Шрифт:
Интервал:
Закладка:
Кроме них, сидел ещё тут высокий и широкий старик богатырского складу, с чёрными умными глазами под седою бородою, старик ещё до сих пор красивый и бодрый. Это был старый хозяин двора, давно уже сдавший всё на руки сыну, чтоб хоть под старость наслаждаться покоем и бездельем, которых он не видал многие десятки лет. Мы его вспомнили сейчас же, потому что не раз останавливались в Субботине и всегда заслушивались его рассказов о муромских лесах, орловских разбойниках и разных других историй, случавшихся с ним во время его многолетнего извозничества по разным губерниям России. Все проезжие любили его за эти рассказы, поэтому его всегда можно было увидеть с ними за самоваром или за графинчиком водки. Старик был умный, острый и говорил хорошо. Оттого сидел он и теперь рядом с синей сибиркой, одетый в полушубок, несмотря на духоту комнаты, и далеко протягивал свои отслужившие ноги, вечно обутые в валеные коты. Пот прошиб и его после полдюжины чашек, так что он начинал уже слегка поохивать.
Были ещё в избе две бабы с прялками: корявая старуха в пёстром сборнике, и другая полная, белая, в щегольской красной повязочке, в пышной миткалевой рубашке и китайчатом сарафане; колесо прялки кружилось у ней как полоумное, нога так и ходила ходенем, между тем как старуха совсем почти задремала, сидя в своём запечье, и едва шевеля костлявою ногою. Работница, топившая печь, поджав под себя ноги, то и дело пригребала кучи соломы и целыми охапками совала её в огненный зев печи, из которого начинал тогда валить густой белый дым. Комната на несколько мгновений погружалась почти во мрак, но только для того, чтоб сейчас же опять зардеться красивым заревом, когда задавленный огонь, собравшись с силами, охватывал вдруг с треском всю новую свою добычу и летел яркими ползучими языками и тучею раскалённых искр вверх облаками через чёрные стены трубы. Печь топилась так жарко, что в противоположном углу под образами едва можно было усидеть, а между тем на самой печи спали русские люди, потому что свешивались оттуда и лапти, и сапоги, и голые ноги, а подчас слышны были глубокие вздохи, полусонное ворчанье и мерный дружный храп. От угольной образницы их фольговых икон, оттенённых полотенцем и украшенных завядшими цветами, сухими розгами вербы, жёлтыми восковыми свечками, шли по обеим стенам длинные несимметрические ряды других образов и духовных картин, в параллель которым неизвестно с какой эстетической целью тоже на манер картин приклеены были небольшие куски разноцветных обоев.
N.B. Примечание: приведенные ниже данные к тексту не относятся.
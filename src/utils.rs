use std::path::PathBuf;

use tracing_subscriber::EnvFilter;

pub fn now_local() -> time::OffsetDateTime {
    let now = time::OffsetDateTime::now_utc();
    match time::UtcOffset::current_local_offset() {
        Ok(offset) => now.to_offset(offset),
        Err(_) => now,
    }
}

/// Initialize logging. Keep the returned guard alive for the lifetime of
/// the process, dropping it flushes the non-blocking writer.
pub fn init_log(log: Option<PathBuf>) -> tracing_appender::non_blocking::WorkerGuard {
    let subscriber_builder = tracing_subscriber::fmt::Subscriber::builder()
        .with_env_filter(EnvFilter::try_from_default_env().unwrap_or_else(|_| EnvFilter::new("info")))
        .with_ansi(false)
        .with_file(true)
        .with_line_number(true)
        .with_thread_names(true);
    let (non_blocking, guard) = if let Some(log) = log {
        // output to file, daily rotate, non-blocking
        if !log.is_dir() {
            panic!("log path is not a directory");
        }
        let file_appender = tracing_appender::rolling::daily(log, "course_tutor.log");
        tracing_appender::non_blocking(file_appender)
    } else {
        // output to stdout
        tracing_appender::non_blocking(std::io::stdout())
    };
    let _ = tracing::subscriber::set_global_default(
        subscriber_builder.with_writer(non_blocking).finish(),
    );
    guard
}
Большая часть образов была писана на дереве, теми же самыми красками и с тем же самым искусством, какими разрисовываются к светлому празднику мужицкие писанки; угодники глядели с них настоящими великомучениками, потому что суздальская кисть, не сдерживаемая никакими анатомическими условиями, предавалась необузданной фантазии в распределении органов тела.
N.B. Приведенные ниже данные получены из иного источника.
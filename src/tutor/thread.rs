use serde::{Deserialize, Serialize};
use sqlx::SqlitePool;
use time::OffsetDateTime;
use tracing::info;

use crate::utils::now_local;

/// The two conversation contexts a student can open.
#[derive(Debug, Clone, Copy, PartialEq, Eq, Hash, Serialize, Deserialize)]
#[serde(rename_all = "snake_case")]
pub enum ChatType {
    CourseQa,
    LessonRecitation,
}

impl ChatType {
    pub fn as_str(&self) -> &'static str {
        match self {
            ChatType::CourseQa => "course_qa",
            ChatType::LessonRecitation => "lesson_recitation",
        }
    }
}

impl std::str::FromStr for ChatType {
    type Err = anyhow::Error;
    fn from_str(s: &str) -> Result<Self, Self::Err> {
        match s {
            "course_qa" => Ok(ChatType::CourseQa),
            "lesson_recitation" => Ok(ChatType::LessonRecitation),
            other => Err(anyhow::anyhow!("unknown chat type: {other}")),
        }
    }
}

/// Combination key owning one backend thread. `lesson_id` is `None` for
/// course-level Q&A.
#[derive(Debug, Clone, PartialEq, Eq, Hash)]
pub struct ThreadKey {
    pub student_id: String,
    pub course_id: String,
    pub lesson_id: Option<String>,
    pub chat_type: ChatType,
}

impl ThreadKey {
    fn lesson_column(&self) -> &str {
        self.lesson_id.as_deref().unwrap_or("")
    }
}

#[derive(Debug, Clone)]
pub struct ThreadRecord {
    pub key: ThreadKey,
    pub thread_id: String,
    pub created_at: OffsetDateTime,
}

/// Persistence for thread-handle mappings. Records have no automatic
/// expiry; `prune_older_than` is the explicit retention operation.
#[derive(Debug, Clone)]
pub struct ThreadStore {
    database: SqlitePool,
}

impl ThreadStore {
    pub fn new(database: SqlitePool) -> Self {
        Self { database }
    }

    pub async fn find(&self, key: &ThreadKey) -> anyhow::Result<Option<ThreadRecord>> {
        let row = sqlx::query_as::<_, (String, OffsetDateTime)>(
            "select thread_id, created_at from tutoring_thread \
             where student_id = ? and course_id = ? and lesson_id = ? and chat_type = ?",
        )
        .bind(&key.student_id)
        .bind(&key.course_id)
        .bind(key.lesson_column())
        .bind(key.chat_type.as_str())
        .fetch_optional(&self.database)
        .await?;
        Ok(row.map(|(thread_id, created_at)| ThreadRecord {
            key: key.clone(),
            thread_id,
            created_at,
        }))
    }

    pub async fn insert(&self, key: &ThreadKey, thread_id: &str) -> anyhow::Result<ThreadRecord> {
        let created_at = now_local();
        sqlx::query(
            "insert into tutoring_thread \
             (student_id, course_id, lesson_id, chat_type, thread_id, created_at) \
             values (?, ?, ?, ?, ?, ?)",
        )
        .bind(&key.student_id)
        .bind(&key.course_id)
        .bind(key.lesson_column())
        .bind(key.chat_type.as_str())
        .bind(thread_id)
        .bind(created_at)
        .execute(&self.database)
        .await?;
        Ok(ThreadRecord {
            key: key.clone(),
            thread_id: thread_id.to_string(),
            created_at,
        })
    }

    /// Drop mappings created before the cutoff. Only the mapping goes away;
    /// the backend keeps its own data.
    pub async fn prune_older_than(&self, cutoff: OffsetDateTime) -> anyhow::Result<u64> {
        let result = sqlx::query("delete from tutoring_thread where created_at < ?")
            .bind(cutoff)
            .execute(&self.database)
            .await?;
        let pruned = result.rows_affected();
        if pruned > 0 {
            info!("pruned {} tutoring thread mappings", pruned);
        }
        Ok(pruned)
    }
}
В «Нечаянной радости», например, плечи грешника выросли выше его головы, которую каким-то образом художник укрепил посреди груди; у «Скорбящей Божьей Матери» рот находился как раз под левым глазом, оставив незанятым своё настоящее место, ну и тому подобное. На больших бумажных листах изображался «Горний Иерусалим» с двенадцатью воротами из камений самоцветных, избиение младенцев, где весь воздух наполнен летающими головами, и притча о богатом грешнике; последняя притча была снабжена очень поучительною надписью во вкусе Конфуция: «Страшись, смертный, разгневить Того, Кто над тобою, не надейся на то, что пред тобою (нарисован весьма тощий мешочек с деньгами), не уйдёшь от того, кто за тобою (стоит скелет с косой), и не минешь того, что под тобою (конечно, земли). Кто любит истину, кто правду свято чтит, тому и смерть не досадит». Я давно знал на память это поэтическое размышление суздальского художника, но со всем тем всякий раз прочитывал его заново.
— Откуда это вы, господчики, едете? — спросил нас наконец купец в синей сибирке, долго и пристально разглядывавший и нас, и Аполлона.
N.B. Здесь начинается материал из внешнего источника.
impl TutorSessionManager {
    pub fn new(
        catalog: CourseCatalog,
        tracker: ProgressTracker,
        backend: Arc<dyn AssistantBackend>,
        config: TutorConfig,
        database: SqlitePool,
    ) -> Self {
        Self {
            catalog,
            tracker,
            threads: ThreadStore::new(database.clone()),
            backend,
            config,
            database,
        }
    }

    /// One request/response exchange. On an unlock signal in a recitation
    /// reply the progress tracker is invoked; a rejected signal (wrong or
    /// stale token) downgrades to "no unlock" rather than failing the turn.
    pub async fn run_turn(&self, req: TurnRequest) -> Result<TurnResult> {
        if req.message.trim().is_empty() {
            return Err(Error::InvalidArgument("message must not be empty".to_string()));
        }
        if req.chat_type == ChatType::LessonRecitation && req.lesson_id.is_none() {
            return Err(Error::InvalidArgument(
                "lesson recitation requires a lesson id".to_string(),
            ));
        }

        let key = ThreadKey {
            student_id: req.student_id.clone(),
            course_id: req.course_id.clone(),
            lesson_id: req.lesson_id.clone(),
            chat_type: req.chat_type,
        };
        let record = match self.threads.find(&key).await? {
            Some(record) => record,
            None => {
                let handle = self.backend.create_thread(&key).await?;
                let record = self.threads.insert(&key, &handle).await?;
                info!(
                    "created {} thread {} for student {} in course {}",
                    key.chat_type.as_str(),
                    handle,
                    key.student_id,
                    key.course_id
                );
                record
            }
        };
        let thread_id = record.thread_id;

        let profile = match student::get_student_profile(&self.database, &req.student_id).await? {
            Some(profile) => profile,
            None => {
                warn!(
                    "no profile for student {}, using neutral personalization",
                    req.student_id
                );
                StudentProfile {
                    id: req.student_id.clone(),
                    ..StudentProfile::default()
                }
            }
        };
        let knowledge_base = self
            .catalog
            .get_knowledge_base(&req.course_id, req.lesson_id.as_deref())
            .await?;
        let ctx = TemplateContext {
            profile: &profile,
            course_id: &req.course_id,
            lesson_id: req.lesson_id.as_deref(),
        };
        let instructions = resolve_instructions(
            knowledge_base.as_deref(),
            self.config.global_instructions.as_deref(),
            &ctx,
        );

        self.backend.post_message(&thread_id, &req.message).await?;
        let run_id = self.backend.start_run(&thread_id, &instructions).await?;

        let mut attempts = 0u32;
        loop {
            attempts += 1;
            match self.backend.run_status(&thread_id, &run_id).await? {
                RunState::Completed => break,
                RunState::Failed { reason } => {
                    warn!("run {} failed: {}", run_id, reason);
                    return Err(Error::RunFailed(reason));
                }
                RunState::Cancelled => return Err(Error::RunFailed("run was cancelled".to_string())),
                RunState::Expired => return Err(Error::RunFailed("run expired".to_string())),
                RunState::Queued | RunState::InProgress => {
                    if attempts >= self.config.max_poll_attempts {
                        warn!("run {} still not terminal after {} checks", run_id, attempts);
                        return Err(Error::RunTimeout { attempts });
                    }
                    sleep(self.config.poll_interval()).await;
                }
            }
        }

        let messages = self.backend.list_messages(&thread_id).await?;
        let response_text = messages
            .iter()
            .filter(|m| m.role == Role::Assistant && m.run_id.as_deref() == Some(run_id.as_str()))
            .max_by_key(|m| m.created_at)
            .and_then(|m| m.text.clone())
            .ok_or(Error::NoResponse)?;

        let mut unlock_triggered = false;
        let mut advance = None;
        if req.chat_type == ChatType::LessonRecitation {
            if let Some(token) = extract_unlock_signal(&response_text) {
                // validated above: recitation always carries a lesson id
                let lesson_id = req.lesson_id.as_deref().unwrap_or_default();
                match self
                    .tracker
                    .advance(&req.student_id, &req.course_id, lesson_id, token)
                    .await
                {
                    Ok(receipt) => {
                        unlock_triggered = true;
                        advance = Some(receipt.outcome);
                    }
                    Err(
                        e @ (Error::IncorrectUnlockCode(_)
                        | Error::LessonNotFound(_)
                        | Error::LessonLocked(_)),
                    ) => {
                        // mismatched signal: no partial credit, the turn succeeds
                        warn!(
                            "unlock signal for student {} lesson {} rejected: {}",
                            req.student_id, lesson_id, e
                        );
                    }
                    Err(e) => return Err(e),
                }
            }
        }

        Ok(TurnResult {
            response_text,
            thread_id,
            unlock_triggered,
            advance,
        })
    }

    /// Personalized welcome line for a lesson, if its author configured one.
    pub async fn lesson_welcome(
        &self,
        student_id: &str,
        course_id: &str,
        lesson_id: &str,
    ) -> Result<Option<String>> {
        let (_, lesson) = self.catalog.find_lesson(course_id, lesson_id).await?;
        let Some(template) = lesson.welcome_message else {
            return Ok(None);
        };
        let profile = student::get_student_profile(&self.database, student_id)
            .await?
            .unwrap_or_default();
        let ctx = TemplateContext {
            profile: &profile,
            course_id,
            lesson_id: Some(lesson_id),
        };
        Ok(Some(render(&template, &ctx)))
    }
}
— Мы едем из Харькова в свою деревню, — отвечали мы, несколько приподымаясь из соломы.
— Так-с, — серьёзно согласился купец. — В обученье небось находитесь?
— Да, мы гимназисты, в гимназии учимся.
— Гм… В гимназии… — синяя сибирка задумалась, и по-видимому, недоумевала.
— Небось это, Иван Николаич, всё одно, что семинария, али пониже будет? — осведомился молоденький купчик, с верою глядя в невозмутимые глаза своего патрона.
— Ну да, известно, одно почти и то же; значит, господская только семинария, а ученье всё одно, — догматически объяснил Иван Николаич и, обратившись опять к нам, прибавил с какой-то глупо покровительственной усмешкой: — Поди больно вас учителя лозами-то посекают? В строгости небось содержат?
— Нас никто не смеет сечь, — солгали мы, обидевшись до глубины души и враждебно косясь на нескромного, чересчур уж любопытного собеседника. — Мы дворяне, а дворян не секут.
Однако, несмотря на эту чопорную реплику, нам сделалось очень стыдно и перед купцом, и перед седым дедом, и перед работницей, топившей печь, и перед всей честной компанией, нисколько не думавшей скрывать своего весёлого смеха. Купец между тем продолжал прежним тоном, как будто на потеху публики.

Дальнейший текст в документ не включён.